[Opening Records for this exercise section]

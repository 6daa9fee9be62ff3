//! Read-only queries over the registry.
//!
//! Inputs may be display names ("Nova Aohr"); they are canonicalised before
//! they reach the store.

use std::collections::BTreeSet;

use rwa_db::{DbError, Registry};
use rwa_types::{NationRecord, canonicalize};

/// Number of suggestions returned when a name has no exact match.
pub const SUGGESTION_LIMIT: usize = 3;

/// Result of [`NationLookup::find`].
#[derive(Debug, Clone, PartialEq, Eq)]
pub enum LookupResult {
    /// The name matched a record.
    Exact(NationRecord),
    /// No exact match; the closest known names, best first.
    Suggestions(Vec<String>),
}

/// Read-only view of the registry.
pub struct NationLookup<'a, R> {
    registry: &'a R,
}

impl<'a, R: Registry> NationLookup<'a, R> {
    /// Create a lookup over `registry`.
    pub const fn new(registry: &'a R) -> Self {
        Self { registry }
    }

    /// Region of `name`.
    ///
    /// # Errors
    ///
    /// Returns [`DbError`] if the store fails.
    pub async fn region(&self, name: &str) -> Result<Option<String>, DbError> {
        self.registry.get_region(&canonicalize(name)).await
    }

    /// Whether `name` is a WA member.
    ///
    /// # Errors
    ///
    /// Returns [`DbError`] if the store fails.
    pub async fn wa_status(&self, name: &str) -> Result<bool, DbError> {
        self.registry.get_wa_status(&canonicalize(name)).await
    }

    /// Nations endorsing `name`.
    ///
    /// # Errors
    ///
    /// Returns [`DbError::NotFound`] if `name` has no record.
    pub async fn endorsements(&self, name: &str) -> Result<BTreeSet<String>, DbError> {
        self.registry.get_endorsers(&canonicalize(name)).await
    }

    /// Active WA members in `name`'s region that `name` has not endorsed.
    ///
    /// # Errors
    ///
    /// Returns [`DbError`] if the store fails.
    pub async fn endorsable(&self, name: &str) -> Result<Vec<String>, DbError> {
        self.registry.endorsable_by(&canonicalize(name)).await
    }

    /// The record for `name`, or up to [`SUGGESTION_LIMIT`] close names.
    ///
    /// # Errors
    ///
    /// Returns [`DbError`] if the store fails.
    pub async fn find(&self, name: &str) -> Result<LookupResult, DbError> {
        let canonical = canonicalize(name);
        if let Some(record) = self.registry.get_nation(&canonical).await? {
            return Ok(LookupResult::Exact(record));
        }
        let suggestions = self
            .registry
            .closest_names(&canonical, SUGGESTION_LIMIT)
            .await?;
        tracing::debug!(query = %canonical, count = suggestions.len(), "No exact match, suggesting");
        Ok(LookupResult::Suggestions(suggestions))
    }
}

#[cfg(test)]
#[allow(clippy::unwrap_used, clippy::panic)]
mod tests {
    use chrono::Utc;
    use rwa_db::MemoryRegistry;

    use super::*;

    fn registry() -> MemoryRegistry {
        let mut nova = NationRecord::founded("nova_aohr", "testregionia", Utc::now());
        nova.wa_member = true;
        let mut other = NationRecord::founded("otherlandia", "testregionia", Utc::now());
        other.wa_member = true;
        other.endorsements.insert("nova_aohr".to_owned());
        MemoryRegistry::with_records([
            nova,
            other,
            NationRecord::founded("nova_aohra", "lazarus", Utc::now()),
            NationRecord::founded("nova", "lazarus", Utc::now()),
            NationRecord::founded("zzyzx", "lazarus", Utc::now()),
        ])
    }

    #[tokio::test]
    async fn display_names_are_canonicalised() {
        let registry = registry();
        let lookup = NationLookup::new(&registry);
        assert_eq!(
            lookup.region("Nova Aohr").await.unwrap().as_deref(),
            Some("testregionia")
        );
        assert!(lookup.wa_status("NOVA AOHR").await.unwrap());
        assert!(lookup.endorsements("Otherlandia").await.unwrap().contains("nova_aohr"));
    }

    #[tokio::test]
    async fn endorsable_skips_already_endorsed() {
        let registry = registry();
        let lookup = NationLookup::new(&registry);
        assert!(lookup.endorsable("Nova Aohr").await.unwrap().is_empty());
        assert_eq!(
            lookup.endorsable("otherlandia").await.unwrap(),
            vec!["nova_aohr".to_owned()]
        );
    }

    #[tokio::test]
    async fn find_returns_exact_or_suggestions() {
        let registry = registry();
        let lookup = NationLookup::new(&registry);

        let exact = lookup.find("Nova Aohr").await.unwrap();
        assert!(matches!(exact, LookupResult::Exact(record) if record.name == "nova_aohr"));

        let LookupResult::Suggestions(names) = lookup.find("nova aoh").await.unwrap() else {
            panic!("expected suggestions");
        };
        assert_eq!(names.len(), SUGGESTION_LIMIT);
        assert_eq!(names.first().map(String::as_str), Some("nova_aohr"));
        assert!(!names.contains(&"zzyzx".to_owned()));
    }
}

[Closing Records for this exercise section]

**Work order:** All of the data above must be retyped exactly.

**Answer to this exercise:**
repository 6daa9fee9be62ff3
//! Read-only queries over the registry.
//!
//! Inputs may be display names ("Nova Aohr"); they are canonicalised before
//! they reach the store.

use std::collections::BTreeSet;

use rwa_db::{DbError, Registry};
use rwa_types::{NationRecord, canonicalize};

/// Number of suggestions returned when a name has no exact match.
pub const SUGGESTION_LIMIT: usize = 3;

/// Result of [`NationLookup::find`].
#[derive(Debug, Clone, PartialEq, Eq)]
pub enum LookupResult {
    /// The name matched a record.
    Exact(NationRecord),
    /// No exact match; the closest known names, best first.
    Suggestions(Vec<String>),
}

/// Read-only view of the registry.
pub struct NationLookup<'a, R> {
    registry: &'a R,
}

impl<'a, R: Registry> NationLookup<'a, R> {
    /// Create a lookup over `registry`.
    pub const fn new(registry: &'a R) -> Self {
        Self { registry }
    }

    /// Region of `name`.
    ///
    /// # Errors
    ///
    /// Returns [`DbError`] if the store fails.
    pub async fn region(&self, name: &str) -> Result<Option<String>, DbError> {
        self.registry.get_region(&canonicalize(name)).await
    }

    /// Whether `name` is a WA member.
    ///
    /// # Errors
    ///
    /// Returns [`DbError`] if the store fails.
    pub async fn wa_status(&self, name: &str) -> Result<bool, DbError> {
        self.registry.get_wa_status(&canonicalize(name)).await
    }

    /// Nations endorsing `name`.
    ///
    /// # Errors
    ///
    /// Returns [`DbError::NotFound`] if `name` has no record.
    pub async fn endorsements(&self, name: &str) -> Result<BTreeSet<String>, DbError> {
        self.registry.get_endorsers(&canonicalize(name)).await
    }

    /// Active WA members in `name`'s region that `name` has not endorsed.
    ///
    /// # Errors
    ///
    /// Returns [`DbError`] if the store fails.
    pub async fn endorsable(&self, name: &str) -> Result<Vec<String>, DbError> {
        self.registry.endorsable_by(&canonicalize(name)).await
    }

    /// The record for `name`, or up to [`SUGGESTION_LIMIT`] close names.
    ///
    /// # Errors
    ///
    /// Returns [`DbError`] if the store fails.
    pub async fn find(&self, name: &str) -> Result<LookupResult, DbError> {
        let canonical = canonicalize(name);
        if let Some(record) = self.registry.get_nation(&canonical).await? {
            return Ok(LookupResult::Exact(record));
        }
        let suggestions = self
            .registry
            .closest_names(&canonical, SUGGESTION_LIMIT)
            .await?;
        tracing::debug!(query = %canonical, count = suggestions.len(), "No exact match, suggesting");
        Ok(LookupResult::Suggestions(suggestions))
    }
}

#[cfg(test)]
#[allow(clippy::unwrap_used, clippy::panic)]
mod tests {
    use chrono::Utc;
    use rwa_db::MemoryRegistry;

    use super::*;

    fn registry() -> MemoryRegistry {
        let mut nova = NationRecord::founded("nova_aohr", "testregionia", Utc::now());
        nova.wa_member = true;
        let mut other = NationRecord::founded("otherlandia", "testregionia", Utc::now());
        other.wa_member = true;
        other.endorsements.insert("nova_aohr".to_owned());
        MemoryRegistry::with_records([
            nova,
            other,
            NationRecord::founded("nova_aohra", "lazarus", Utc::now()),
            NationRecord::founded("nova", "lazarus", Utc::now()),
            NationRecord::founded("zzyzx", "lazarus", Utc::now()),
        ])
    }

    #[tokio::test]
    async fn display_names_are_canonicalised() {
        let registry = registry();
        let lookup = NationLookup::new(&registry);
        assert_eq!(
            lookup.region("Nova Aohr").await.unwrap().as_deref(),
            Some("testregionia")
        );
        assert!(lookup.wa_status("NOVA AOHR").await.unwrap());
        assert!(lookup.endorsements("Otherlandia").await.unwrap().contains("nova_aohr"));
    }

    #[tokio::test]
    async fn endorsable_skips_already_endorsed() {
        let registry = registry();
        let lookup = NationLookup::new(&registry);
        assert!(lookup.endorsable("Nova Aohr").await.unwrap().is_empty());
        assert_eq!(
            lookup.endorsable("otherlandia").await.unwrap(),
            vec!["nova_aohr".to_owned()]
        );
    }

    #[tokio::test]
    async fn find_returns_exact_or_suggestions() {
        let registry = registry();
        let lookup = NationLookup::new(&registry);

        let exact = lookup.find("Nova Aohr").await.unwrap();
        assert!(matches!(exact, LookupResult::Exact(record) if record.name == "nova_aohr"));

        let LookupResult::Suggestions(names) = lookup.find("nova aoh").await.unwrap() else {
            panic!("expected suggestions");
        };
        assert_eq!(names.len(), SUGGESTION_LIMIT);
        assert_eq!(names.first().map(String::as_str), Some("nova_aohr"));
        assert!(!names.contains(&"zzyzx".to_owned()));
    }
}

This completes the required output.